Do you need a computer science degree?

I recently read an article on whether it was necessary to have a computer science degree to program computers professionally.  This is hardly a new topic, but it is one that will not go away. Well, I suspect unless it becomes mandatory to have a CS degree, this topic will periodically be raised.

Most times I read an argument from one side or the other, what becomes clear is whether the author has a CS degree.  If the author has one, then they tend to be in favour of a degree being mandatory.  Not surprisingly, those without one, are on the opposite side.  The university faculty that I went through was having an identity crisis at that time.   So, I started doing a science degree in computing and ended up with a Bachelor of Information Technology.  (That actually makes it sound quite dated!) The way I remember it, the course content hardly changed, so I think it is fair to say I have the equivalent of a CS degree.  This, of course, entitles me to take the high-and-mighty road and tut-tut anyone who doesn’t.  But, I’m not about to do so. “Why?”, I hear you ask…

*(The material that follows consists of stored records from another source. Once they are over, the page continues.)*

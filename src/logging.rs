//! Tracing setup for applications embedding the client.

use anyhow::{anyhow, Result};
use tracing_subscriber::EnvFilter;

/// Filter used when `RUST_LOG` is not set.
pub const DEFAULT_FILTER: &str = "jinrou_sync=info";

/// Install a global `fmt` subscriber, honouring `RUST_LOG`.
///
/// Fails instead of panicking if a subscriber is already installed.
pub fn init_tracing(json: bool) -> Result<()> {
    let filter =
        EnvFilter::try_from_default_env().unwrap_or_else(|_| EnvFilter::new(DEFAULT_FILTER));

    if json {
        tracing_subscriber::fmt()
            .with_env_filter(filter)
            .with_target(true)
            .with_level(true)
            .with_ansi(false)
            .json()
            .try_init()
            .map_err(|err| anyhow!("failed to initialize tracing subscriber: {err}"))
    } else {
        tracing_subscriber::fmt()
            .with_env_filter(filter)
            .with_target(true)
            .with_level(true)
            .try_init()
            .map_err(|err| anyhow!("failed to initialize tracing subscriber: {err}"))
    }
}
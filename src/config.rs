//! Client configuration.

use std::time::Duration;

use serde::Deserialize;

/// Default capacity of the summary notification channel.
pub const DEFAULT_SUMMARY_CHANNEL_CAPACITY: usize = 64;

/// Default capacity of the error notification channel.
pub const DEFAULT_ERROR_CHANNEL_CAPACITY: usize = 32;

/// Delay before reopening the observe-state stream.
///
/// The first reopen after a stream that delivered events happens after
/// `initial_ms` (immediately by default). Each further consecutive failure
/// doubles the delay from `min_ms` up to `max_ms`.
#[derive(Debug, Clone, Copy, PartialEq, Eq, Deserialize)]
#[serde(default)]
pub struct ResubscribeBackoff {
    pub initial_ms: u64,
    pub min_ms: u64,
    pub max_ms: u64,
}

impl Default for ResubscribeBackoff {
    fn default() -> Self {
        Self {
            initial_ms: 0,
            min_ms: 100,
            max_ms: 5_000,
        }
    }
}

impl ResubscribeBackoff {
    /// No delay at all; used by tests.
    pub fn immediate() -> Self {
        Self {
            initial_ms: 0,
            min_ms: 0,
            max_ms: 0,
        }
    }

    pub fn delay(&self, consecutive_failures: u32) -> Duration {
        if consecutive_failures <= 1 {
            return Duration::from_millis(self.initial_ms);
        }
        let exponent = (consecutive_failures - 2).min(20);
        let ms = self.min_ms.saturating_mul(1u64 << exponent).min(self.max_ms);
        Duration::from_millis(ms)
    }
}

/// Configuration for a [`GameClient`](crate::client::GameClient).
///
/// # Example
///
/// ```
/// use jinrou_sync::config::ClientConfig;
///
/// let config = ClientConfig::from_json_str(r#"{ "summary_channel_capacity": 16 }"#).unwrap();
/// assert_eq!(config.summary_channel_capacity, 16);
/// assert!(config.validate_game_config);
/// ```
#[derive(Debug, Clone, PartialEq, Eq, Deserialize)]
#[serde(default)]
pub struct ClientConfig {
    /// Capacity of the summary broadcast channel. Slow subscribers lag and
    /// skip old summaries.
    pub summary_channel_capacity: usize,

    /// Capacity of the error broadcast channel.
    pub error_channel_capacity: usize,

    pub resubscribe_backoff: ResubscribeBackoff,

    /// Reject invalid game configs before calling the authority.
    pub validate_game_config: bool,
}

impl Default for ClientConfig {
    fn default() -> Self {
        Self {
            summary_channel_capacity: DEFAULT_SUMMARY_CHANNEL_CAPACITY,
            error_channel_capacity: DEFAULT_ERROR_CHANNEL_CAPACITY,
            resubscribe_backoff: ResubscribeBackoff::default(),
            validate_game_config: true,
        }
    }
}

impl ClientConfig {
    pub fn new() -> Self {
        Self::default()
    }

    /// Parse a JSON config; missing fields take their defaults.
    pub fn from_json_str(json: &str) -> serde_json::Result<Self> {
        let config: Self = serde_json::from_str(json)?;
        Ok(config.clamped())
    }

    /// Set the capacity of the summary channel. Values below 1 are clamped to 1.
    #[must_use]
    pub fn with_summary_channel_capacity(mut self, capacity: usize) -> Self {
        self.summary_channel_capacity = capacity.max(1);
        self
    }

    /// Set the capacity of the error channel. Values below 1 are clamped to 1.
    #[must_use]
    pub fn with_error_channel_capacity(mut self, capacity: usize) -> Self {
        self.error_channel_capacity = capacity.max(1);
        self
    }

    #[must_use]
    pub fn with_resubscribe_backoff(mut self, backoff: ResubscribeBackoff) -> Self {
        self.resubscribe_backoff = backoff;
        self
    }

    #[must_use]
    pub fn with_game_config_validation(mut self, enabled: bool) -> Self {
        self.validate_game_config = enabled;
        self
    }

    fn clamped(mut self) -> Self {
        // tokio panics on zero-capacity broadcast channels
        self.summary_channel_capacity = self.summary_channel_capacity.max(1);
        self.error_channel_capacity = self.error_channel_capacity.max(1);
        self
    }
}
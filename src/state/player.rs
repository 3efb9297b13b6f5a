//! Players, roles and the signed-in identity.
//!
//! A player's role is hidden until the authority reveals it on the first
//! night. Until then every player carries [`Role::Unknown`] and
//! [`Faction::Neutral`].
//!
//! ```text
//!   Role::Unknown  ──▶ Faction::Neutral
//!   Role::Ordinary ──▶ Faction::Ordinary
//!   Role::Special  ──▶ Faction::Special
//! ```

use std::fmt;

use serde::{Deserialize, Serialize};

/// Authority-assigned player identifier.
///
/// `0` is never assigned to a real player; it is the sentinel used for
/// "no player" (abstaining from a vote or a night elimination).
#[derive(Debug, Clone, Copy, PartialEq, Eq, Hash, PartialOrd, Ord, Default, Serialize, Deserialize)]
#[serde(transparent)]
pub struct PlayerId(pub u64);

impl PlayerId {
    /// The "no player" sentinel.
    pub const NONE: PlayerId = PlayerId(0);

    pub fn is_none(&self) -> bool {
        *self == Self::NONE
    }
}

impl From<u64> for PlayerId {
    fn from(value: u64) -> Self {
        Self(value)
    }
}

impl fmt::Display for PlayerId {
    fn fmt(&self, f: &mut fmt::Formatter<'_>) -> fmt::Result {
        write!(f, "{}", self.0)
    }
}

/// Role dealt to a player at the start of the first night.
#[derive(Debug, Clone, Copy, PartialEq, Eq, Hash, Default, Serialize, Deserialize)]
pub enum Role {
    /// Not yet revealed to this client
    #[default]
    Unknown,
    /// Villager
    Ordinary,
    /// The hidden adversarial role
    Special,
}

impl Role {
    pub fn as_str(&self) -> &'static str {
        match self {
            Self::Unknown => "unknown",
            Self::Ordinary => "ordinary",
            Self::Special => "special",
        }
    }

    /// Win-condition grouping this role belongs to.
    pub fn faction(&self) -> Faction {
        match self {
            Self::Unknown => Faction::Neutral,
            Self::Ordinary => Faction::Ordinary,
            Self::Special => Faction::Special,
        }
    }

    pub fn is_known(&self) -> bool {
        !matches!(self, Self::Unknown)
    }
}

/// Faction a player wins or loses with.
#[derive(Debug, Clone, Copy, PartialEq, Eq, Hash, Default, Serialize, Deserialize)]
pub enum Faction {
    #[default]
    Neutral,
    Ordinary,
    Special,
}

impl Faction {
    pub fn as_str(&self) -> &'static str {
        match self {
            Self::Neutral => "neutral",
            Self::Ordinary => "ordinary",
            Self::Special => "special",
        }
    }
}

impl fmt::Display for Faction {
    fn fmt(&self, f: &mut fmt::Formatter<'_>) -> fmt::Result {
        f.write_str(self.as_str())
    }
}

/// A player as seen by this client.
#[derive(Debug, Clone, PartialEq, Eq, Serialize, Deserialize)]
pub struct Player {
    pub id: PlayerId,

    pub name: String,

    /// Seat number, 1-based, unique within a session
    pub index: u32,

    pub is_eliminated: bool,

    pub role: Role,

    pub faction: Faction,
}

impl Player {
    /// Create a player whose role is still hidden.
    pub fn new(id: impl Into<PlayerId>, name: impl Into<String>, index: u32) -> Self {
        Self {
            id: id.into(),
            name: name.into(),
            index,
            is_eliminated: false,
            role: Role::Unknown,
            faction: Faction::Neutral,
        }
    }

    /// Assign a role, deriving the faction from it.
    pub fn with_role(mut self, role: Role) -> Self {
        self.assign_role(role);
        self
    }

    pub fn assign_role(&mut self, role: Role) {
        self.role = role;
        self.faction = role.faction();
    }

    pub fn eliminate(&mut self) {
        self.is_eliminated = true;
    }

    pub fn is_alive(&self) -> bool {
        !self.is_eliminated
    }

    pub fn to_json(&self) -> serde_json::Value {
        serde_json::json!({
            "id": self.id.0,
            "name": self.name,
            "index": self.index,
            "is_eliminated": self.is_eliminated,
            "role": self.role.as_str(),
            "faction": self.faction.as_str()
        })
    }
}

/// Access and refresh token returned by the auth service.
#[derive(Clone, PartialEq, Eq)]
pub struct TokenPair {
    pub access_token: String,
    pub refresh_token: String,
}

impl TokenPair {
    pub fn new(access_token: impl Into<String>, refresh_token: impl Into<String>) -> Self {
        Self {
            access_token: access_token.into(),
            refresh_token: refresh_token.into(),
        }
    }
}

impl fmt::Debug for TokenPair {
    fn fmt(&self, f: &mut fmt::Formatter<'_>) -> fmt::Result {
        f.debug_struct("TokenPair").finish_non_exhaustive()
    }
}

/// The signed-in user.
///
/// Exactly one identity is active at a time. Its token pair is replaced in
/// place whenever a refresh succeeds.
#[derive(Clone, PartialEq, Eq, Serialize, Deserialize)]
pub struct Identity {
    pub player_id: PlayerId,

    pub display_name: String,

    pub access_token: String,

    pub refresh_token: String,

    /// Last successful token refresh
    #[serde(default)]
    pub refreshed_at: Option<chrono::DateTime<chrono::Utc>>,
}

impl Identity {
    pub fn new(
        player_id: impl Into<PlayerId>,
        display_name: impl Into<String>,
        tokens: TokenPair,
    ) -> Self {
        Self {
            player_id: player_id.into(),
            display_name: display_name.into(),
            access_token: tokens.access_token,
            refresh_token: tokens.refresh_token,
            refreshed_at: None,
        }
    }

    /// Replace the token pair after a successful refresh.
    pub fn replace_tokens(&mut self, tokens: TokenPair) {
        self.access_token = tokens.access_token;
        self.refresh_token = tokens.refresh_token;
        self.refreshed_at = Some(chrono::Utc::now());
    }
}

impl fmt::Debug for Identity {
    fn fmt(&self, f: &mut fmt::Formatter<'_>) -> fmt::Result {
        // tokens stay out of logs
        f.debug_struct("Identity")
            .field("player_id", &self.player_id)
            .field("display_name", &self.display_name)
            .field("refreshed_at", &self.refreshed_at)
            .finish_non_exhaustive()
    }
}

Well, here is a list of the computer languages that I Iearnt in university:  Assembler, C, Cobol, Fortran, MicroSQL, Pascal, Prolog and SimScript  .  There may have been others, but these are the languages that spring to mind. (and not always for a good reason!)  Obviously, there were other subjects that weren’t computer languages in my studies.  There were four different strains of mathematics and various other topics based on what you would need to learn for the “real world”.  But, most of those units would now be as dated as the languages I mentioned above.  Bits and pieces of what I studied still help me today, but I struggle to believe that my almost twenty-year old university degree is a great asset to my current employer.  Fortunately for them, I try to keep learning 

I believe that the computer industry is still very much in its infancy.  These days are the technological equivalent of living in the wild-west.  There are certainly plenty of cowboys around!  Another popular blogging theme amongst programmers is whether our jobs should be described as a “craft”, “engineering”, “discipline” and so on.  People use the term “software engineer”, but this is an injustice to the more formalised strains of engineering.  The real question should be “What do we want our profession to be thought of? 

I am lucky enough to have a job I love doing.  I enjoy coding.  I can empathise with people who do not have a CS degree, but have a similar passion for programming.  I have no doubt that there are better programmers than myself, nor do I doubt that some of them will not have a formal qualification.  Given that they provide good work, would it be wrong to exclude these people from programming careers?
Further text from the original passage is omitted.